[Patches] [ python-Patches-576101 ] Alternative implementation of interning

noreply@sourceforge.net noreply@sourceforge.net
Wed, 14 Aug 2002 18:26:50 -0700


Patches item #576101, was opened at 2002-07-01 15:23
You can respond by visiting: 
https://sourceforge.net/tracker/?func=detail&atid=305470&aid=576101&group_id=5470

Category: None
Group: None
Status: Open
Resolution: None
Priority: 5
Submitted By: Oren Tirosh (orenti)
Assigned to: Guido van Rossum (gvanrossum)
Summary: Alternative implementation of interning

Initial Comment:
An interned string has a flag set indicating that it is 
interned instead of a pointer to the interned string. This 
pointer was almost always either NULL or pointing to the 
same object. The other cases were rare and ineffective 
as an optimization.  This saves an average of 3 bytes 
per string.

Interned strings are no longer immortal.  They are 
automatically destroyed when there are no more 
references to them except the global dictionary of 
interned strings.

New function (actually a macro) PyString_CheckInterned 
to check whether a string is interned.  There are no 
more references to ob_sinterned anywhere outside 
stringobject.c.


----------------------------------------------------------------------

>Comment By: Guido van Rossum (gvanrossum)
Date: 2002-08-14 21:26

Message:
Logged In: YES 
user_id=6380

> - why does this try to "fix" the problem of
> dangling interned strings? AFAICT: if there is a
> reference to an interned string at the time
> _Py_ReleaseInternedStrings is called, that
> reference is silently dropped, and a later
> DECREF will result in memory corruption.
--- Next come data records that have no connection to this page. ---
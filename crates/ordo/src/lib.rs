//! ordo — command-line demonstrations of the routines in `ordo-algo`.
//!
//! This crate is the harness layer: algorithm selection enums, sequence
//! parsing and formatting. The algorithmic cores live in `ordo-algo` and are
//! re-exported here for convenience.

use clap::ValueEnum;
use std::fmt::Write as _;

// Re-export key types for convenience
pub use anyhow::{Context, Result};
pub use ordo_algo::{
    bubble_sort, fibonacci_search, heap_sort, insertion_sort, jump_search, sequential_search,
    shell_sort,
};

/// Selectable sorting routine.
#[derive(Debug, Clone, Copy, PartialEq, Eq, ValueEnum)]
pub enum SortAlgo {
    Bubble,
    Insertion,
    Shell,
    Heap,
}

impl SortAlgo {
    /// Sort `data` in place with the selected routine.
    pub fn run(self, data: &mut [i64]) {
        match self {
            SortAlgo::Bubble => bubble_sort(data),
            SortAlgo::Insertion => insertion_sort(data),
            SortAlgo::Shell => shell_sort(data),
            SortAlgo::Heap => heap_sort(data),
        }
    }
}

/// Selectable search routine.
///
/// `Jump` and `Fibonacci` require the input sorted non-decreasing;
/// `Sequential` does not.
#[derive(Debug, Clone, Copy, PartialEq, Eq, ValueEnum)]
pub enum SearchAlgo {
    Sequential,
    Jump,
    Fibonacci,
}

impl SearchAlgo {
    /// Look up `target` in `data` with the selected routine.
    pub fn run(self, data: &[i64], target: i64) -> Option<usize> {
        match self {
            SearchAlgo::Sequential => sequential_search(data, target),
            SearchAlgo::Jump => jump_search(data, target),
            SearchAlgo::Fibonacci => fibonacci_search(data, target),
        }
    }
}

/// Parse a whitespace-separated list of integers.
///
/// Used for sequences piped on stdin; positional arguments go through clap's
/// own value parser instead.
pub fn parse_sequence(input: &str) -> Result<Vec<i64>> {
    input
        .split_whitespace()
        .map(|token| {
            token
                .parse::<i64>()
                .with_context(|| format!("invalid integer {token:?}"))
        })
        .collect()
}

/// Render a sequence as a single space-separated line.
pub fn format_sequence(data: &[i64]) -> String {
    let mut line = String::new();
    for (i, value) in data.iter().enumerate() {
        if i > 0 {
            line.push(' ');
        }
        // Writing to a String cannot fail.
        let _ = write!(line, "{value}");
    }
    line
}
//! Shared fixtures and reference helpers for the ordo integration tests
//! and benchmarks.

/// The sorted probe sequence used throughout the search scenarios.
pub const SORTED_PROBE: [i64; 11] = [10, 22, 35, 40, 45, 50, 80, 82, 85, 90, 100];

/// True when `data` is non-decreasing at every adjacent pair.
pub fn is_sorted(data: &[i64]) -> bool {
    data.windows(2).all(|w| w[0] <= w[1])
}

/// True when `a` and `b` hold the same multiset of values.
///
/// Reference implementation on purpose: compares std-sorted copies instead
/// of trusting any routine under test.
pub fn is_permutation(a: &[i64], b: &[i64]) -> bool {
    if a.len() != b.len() {
        return false;
    }
    let mut a = a.to_vec();
    let mut b = b.to_vec();
    a.sort_unstable();
    b.sort_unstable();
    a == b
}

#[cfg(test)]
mod tests {
    use super::*;

    #[test]
    fn is_sorted_accepts_duplicates() {
        assert!(is_sorted(&[1, 1, 2]));
        assert!(!is_sorted(&[2, 1]));
        assert!(is_sorted(&[]));
    }

    #[test]
    fn is_permutation_counts_multiplicity() {
        assert!(is_permutation(&[1, 2, 2], &[2, 1, 2]));
        assert!(!is_permutation(&[1, 2, 2], &[1, 1, 2]));
        assert!(!is_permutation(&[1], &[1, 1]));
    }
}
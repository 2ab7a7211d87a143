//! Random (but reproducible) target frames and their landmark sets.

use super::noise::{unit_triple, UniformLandmarkNoise};
use crate::{FrameLandmarks, Landmark, Mat3, Pt3, Real, UnitQuat, Vec3};
use std::f64::consts::PI;

/// Ground-truth target frame: rotation (axes as columns) and origin.
#[derive(Debug, Clone, Copy, PartialEq)]
pub struct SyntheticFrame {
    pub rotation: Mat3,
    pub origin: Pt3,
}

impl SyntheticFrame {
    /// Draw a frame from a random rotation vector with components in
    /// `[-π, π)` and an origin in `[-origin_extent, origin_extent]³`.
    pub fn sample(seed: u64, idx: usize, origin_extent: Real) -> Self {
        let scaled_axis = unit_triple(seed, idx, 0).map(|u| (u - 0.5) * 2.0 * PI);
        let rotation = UnitQuat::from_scaled_axis(Vec3::from(scaled_axis))
            .to_rotation_matrix()
            .into_inner();

        let o = unit_triple(seed, idx, 1).map(|u| (u - 0.5) * 2.0 * origin_extent);
        Self {
            rotation,
            origin: Pt3::from(o),
        }
    }

    /// Landmarks placed `axis_lengths[i]` along each frame axis.
    pub fn landmarks(&self, axis_lengths: [Real; 3]) -> FrameLandmarks {
        let along = |i: usize| self.origin + self.rotation.column(i) * axis_lengths[i];
        FrameLandmarks::new(self.origin, along(0), along(1), along(2))
    }

    /// Like [`Self::landmarks`], with deterministic noise added to the three
    /// axis points. The origin stays exact.
    pub fn noisy_landmarks(
        &self,
        axis_lengths: [Real; 3],
        noise: &UniformLandmarkNoise,
        set_idx: usize,
    ) -> FrameLandmarks {
        let mut lm = self.landmarks(axis_lengths);
        lm.x_point += noise.sample(set_idx, Landmark::XPoint);
        lm.y_point += noise.sample(set_idx, Landmark::YPoint);
        lm.z_point += noise.sample(set_idx, Landmark::ZPoint);
        lm
    }

    /// Frame axis `i` as a vector.
    pub fn axis(&self, i: usize) -> Vec3 {
        self.rotation.column(i).into_owned()
    }
}

/// `count` reproducible frames drawn from `seed`.
pub fn synthetic_frames(seed: u64, count: usize, origin_extent: Real) -> Vec<SyntheticFrame> {
    (0..count)
        .map(|idx| SyntheticFrame::sample(seed, idx, origin_extent))
        .collect()
}
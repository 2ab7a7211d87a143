use frame_resolver_core::{Axis, Landmark, Real};
use thiserror::Error;

/// Why an orthonormal basis could not be built from the landmarks.
#[derive(Debug, Clone, Copy, PartialEq, Eq)]
pub enum Degeneracy {
    /// A landmark has a NaN or infinite coordinate.
    NonFinite(Landmark),
    /// The landmark for this axis coincides with the origin.
    ZeroAxis(Axis),
    /// The two raw axis directions are parallel.
    ParallelAxes(Axis, Axis),
}

impl std::fmt::Display for Degeneracy {
    fn fmt(&self, f: &mut std::fmt::Formatter<'_>) -> std::fmt::Result {
        match self {
            Degeneracy::NonFinite(which) => write!(f, "{which} has a non-finite coordinate"),
            Degeneracy::ZeroAxis(axis) => write!(f, "{axis} direction has zero length"),
            Degeneracy::ParallelAxes(a, b) => write!(f, "{a} and {b} directions are parallel"),
        }
    }
}

#[derive(Debug, Clone, Copy, PartialEq, Error)]
pub enum ResolveError {
    #[error("degenerate frame landmarks: {0}")]
    DegenerateInput(Degeneracy),
    #[error("not a proper rotation: det = {det:.6}, orthonormality error = {orthonormality:.3e}")]
    InvalidRotation { det: Real, orthonormality: Real },
    #[error("quaternion normalisation failed (norm = {norm:e})")]
    NumericalInstability { norm: Real },
    #[error("{axis} landmark points against the derived right-handed {axis} axis (cos = {cos_angle:.6})")]
    HandednessMismatch { axis: Axis, cos_angle: Real },
}

impl From<Degeneracy> for ResolveError {
    fn from(d: Degeneracy) -> Self {
        ResolveError::DegenerateInput(d)
    }
}
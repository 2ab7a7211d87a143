//! Core math types and inputs for `frame-resolver`.
//!
//! This crate provides the building blocks shared by the other crates in the
//! workspace:
//!
//! - linear algebra type aliases (`Real`, `Vec3`, `Pt3`, `Mat3`, and friends),
//! - homogeneous and rotation-validity helpers,
//! - the [`FrameLandmarks`] input type and [`ResolveOptions`] configuration,
//! - deterministic synthetic landmark generation for tests and benchmarks.
//!
//! A target frame is described by four landmarks: its origin and one point
//! along each of its x, y and z axes, all expressed in the reference frame.
//!
//! # Example
//!
//! ```
//! use frame_resolver_core::{FrameLandmarks, Pt3};
//!
//! let landmarks = FrameLandmarks::new(
//!     Pt3::new(1.0, 2.0, 3.0),
//!     Pt3::new(2.0, 2.0, 3.0),
//!     Pt3::new(1.0, 3.0, 3.0),
//!     Pt3::new(1.0, 2.0, 4.0),
//! );
//! assert!(landmarks.is_finite());
//! let [vx, _, _] = landmarks.axis_vectors();
//! assert_eq!(vx.x, 1.0);
//! ```

/// Linear algebra type aliases and helpers.
mod math;
/// Deterministic synthetic landmark generation.
///
/// Used by workspace tests to draw reproducible frames and noisy landmark
/// sets without an RNG dependency.
pub mod synthetic;
/// Landmark inputs and resolver options.
mod types;

pub use math::*;
pub use types::*;
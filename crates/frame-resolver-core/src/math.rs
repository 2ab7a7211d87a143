//! Mathematical type definitions and small fixed-size helpers.

use nalgebra::{Isometry3, Matrix3, Matrix4, Point3, UnitQuaternion, Vector3, Vector4};

/// Scalar type used throughout the library (currently `f64`).
pub type Real = f64;

/// 3D vector with [`Real`] components.
pub type Vec3 = Vector3<Real>;
/// 4D vector with [`Real`] components (homogeneous 3D point).
pub type Vec4 = Vector4<Real>;
/// 3D point with [`Real`] coordinates.
pub type Pt3 = Point3<Real>;
/// 3×3 matrix with [`Real`] entries.
pub type Mat3 = Matrix3<Real>;
/// 4×4 matrix with [`Real`] entries.
pub type Mat4 = Matrix4<Real>;
/// 3D rigid transform (SE(3)) using [`Real`].
pub type Iso3 = Isometry3<Real>;
/// Unit quaternion with [`Real`] coordinates.
pub type UnitQuat = UnitQuaternion<Real>;

/// Convert a 3D point into homogeneous coordinates `(x, y, z, 1)`.
pub fn to_homogeneous(p: &Pt3) -> Vec4 {
    Vec4::new(p.x, p.y, p.z, 1.0)
}

/// Convert a homogeneous 4-vector back to a 3D point.
///
/// Returns `None` when `|w| <= f64::EPSILON` or `w` is not finite (a
/// direction, not a point).
pub fn from_homogeneous(v: &Vec4) -> Option<Pt3> {
    if !(v.w.is_finite() && v.w.abs() > Real::EPSILON) {
        return None;
    }
    Some(Pt3::new(v.x / v.w, v.y / v.w, v.z / v.w))
}

/// Largest absolute entry of `R·Rᵀ − I`.
///
/// Zero for an exactly orthonormal matrix.
pub fn orthonormality_error(r: &Mat3) -> Real {
    (r * r.transpose() - Mat3::identity()).amax()
}

/// Returns true if `r` is orthonormal with `det(r) = +1` within `eps`.
pub fn is_proper_rotation(r: &Mat3, eps: Real) -> bool {
    orthonormality_error(r) <= eps && (r.determinant() - 1.0).abs() <= eps
}

/// Quaternion coordinates in `[x, y, z, w]` order.
///
/// This is the scalar-last layout most external tooling reads and writes.
pub fn quat_to_xyzw(q: &UnitQuat) -> [Real; 4] {
    [q.i, q.j, q.k, q.w]
}

/// Build a unit quaternion from `[x, y, z, w]` coordinates.
///
/// The input is normalised; `None` is returned if its norm is zero or not
/// finite.
pub fn quat_from_xyzw(xyzw: [Real; 4]) -> Option<UnitQuat> {
    let [x, y, z, w] = xyzw;
    let q = nalgebra::Quaternion::new(w, x, y, z);
    let norm = q.norm();
    if norm == 0.0 || !norm.is_finite() {
        return None;
    }
    Some(UnitQuat::new_unchecked(q / norm))
}
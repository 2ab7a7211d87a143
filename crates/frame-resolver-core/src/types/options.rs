//! Configuration options for frame resolution.
//!
//! The defaults reproduce the canonical construction: x is taken exactly from
//! its landmark, y fixes the xy-plane, and z is only cross-checked.

use crate::{Axis, Real};
use serde::{Deserialize, Serialize};

/// Raw axis that, together with x, fixes the plane of the target frame.
///
/// The remaining axis is derived by a cross product and its landmark is only
/// used for the handedness cross-check.
#[derive(Debug, Clone, Copy, PartialEq, Eq, Default, Serialize, Deserialize)]
#[serde(rename_all = "lowercase")]
pub enum SecondaryAxis {
    /// `ez = normalize(ex × vy)`, `ey = ez × ex`. The z landmark is checked.
    #[default]
    Y,
    /// `ey = normalize(vz × ex)`, `ez = ex × ey`. The y landmark is checked.
    Z,
}

impl SecondaryAxis {
    /// The axis whose landmark defines the plane together with x.
    pub fn axis(self) -> Axis {
        match self {
            SecondaryAxis::Y => Axis::Y,
            SecondaryAxis::Z => Axis::Z,
        }
    }

    /// The derived axis whose landmark is only cross-checked.
    pub fn check_axis(self) -> Axis {
        match self {
            SecondaryAxis::Y => Axis::Z,
            SecondaryAxis::Z => Axis::Y,
        }
    }
}

/// What to do when the cross-check landmark points against the derived axis.
///
/// A mismatch means the caller's landmarks describe a left-handed frame (or
/// the cross-check landmark is simply wrong). The derived frame is always
/// right-handed.
#[derive(Debug, Clone, Copy, PartialEq, Eq, Default, Serialize, Deserialize)]
#[serde(rename_all = "snake_case")]
pub enum HandednessPolicy {
    /// Do not inspect the cross-check landmark.
    Ignore,
    /// Log a warning and return the right-handed frame.
    #[default]
    Warn,
    /// Fail with a handedness error.
    Reject,
}

/// Tolerances and construction choices for the frame resolver.
///
/// # Example
///
/// ```
/// use frame_resolver_core::{HandednessPolicy, ResolveOptions, SecondaryAxis};
///
/// let opts = ResolveOptions {
///     handedness: HandednessPolicy::Reject,
///     ..Default::default()
/// };
/// assert_eq!(opts.secondary_axis, SecondaryAxis::Y);
/// ```
#[derive(Debug, Clone, Copy, PartialEq, Serialize, Deserialize)]
#[serde(default)]
pub struct ResolveOptions {
    /// Direction vectors with norm at or below this are degenerate.
    pub zero_length_eps: Real,
    /// Sine of the x/secondary angle below which the two are parallel.
    pub parallel_eps: Real,
    /// Tolerance on `|det(R) - 1|` and on the entries of `R·Rᵀ - I`.
    pub rotation_eps: Real,
    /// Axis that fixes the frame plane together with x.
    pub secondary_axis: SecondaryAxis,
    /// Policy for the cross-check landmark.
    pub handedness: HandednessPolicy,
    /// A mismatch is flagged when `cos(angle) < -handedness_eps` between the
    /// cross-check landmark direction and the derived axis.
    pub handedness_eps: Real,
}

impl Default for ResolveOptions {
    fn default() -> Self {
        Self {
            zero_length_eps: 1e-12,
            parallel_eps: 1e-9,
            rotation_eps: 1e-9,
            secondary_axis: SecondaryAxis::Y,
            handedness: HandednessPolicy::Warn,
            handedness_eps: 0.0,
        }
    }
}

impl ResolveOptions {
    /// Options with the given secondary axis and defaults otherwise.
    pub fn with_secondary_axis(secondary_axis: SecondaryAxis) -> Self {
        Self {
            secondary_axis,
            ..Self::default()
        }
    }

    /// Options with the given handedness policy and defaults otherwise.
    pub fn with_handedness(handedness: HandednessPolicy) -> Self {
        Self {
            handedness,
            ..Self::default()
        }
    }
}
IOW: it
> should merely set the state of all strings to
> normal, and clear the dict.

Note that the *only* time when
_Py_ReleaseInternedStrings() can ever be called is
at program exit, just before you run a memory leak
detector.  There's no way Python can be
resurrected after _Py_ReleaseInternedStrings() has
run.

> - Replacing PyString_InternInPlace with
> PyString_Intern seems dangerous. AFAICT, the
> fragment
> 
> 	PyString_InternInPlace(&name);
> 	Py_DECREF(name);
> 	return PyString_AS_STRING(name);
> 
> from getclassname would break: Intern() would
> return the only reference to the interned string
> (assuming this is the first usage), and
> getclassname drops this reference, returning a
> pointer to deallocated memory. I'm not sure
> though why getclassname interns the result in
> the first place.

getclassname() is doing something very unsavory
here!  I expect that its API will have to be
changed to copy the name into a buffer provided by
the caller.

We'll have to scrutinize all calls for tricks like
this.

> Selectively replacing them might be a good idea,
> though. For intern(), I think an optional
> argument strongref needs to be provided (the
> interned dict essentially weak-references the
> strings). Perhaps the default even needs to be
> weakref.

So do you think there's a need for immortal
strings?  What is that need?


----------------------------------------------------------------------

Comment By: Martin v. Löwis (loewis)
Date: 2002-08-14 18:24

Message:
Logged In: YES 
user_id=21627

Some mutually unrelated comments:

- the GC_UnTrack call for interned is not need: GC won't be
able to explain the reference that stringobject.c holds.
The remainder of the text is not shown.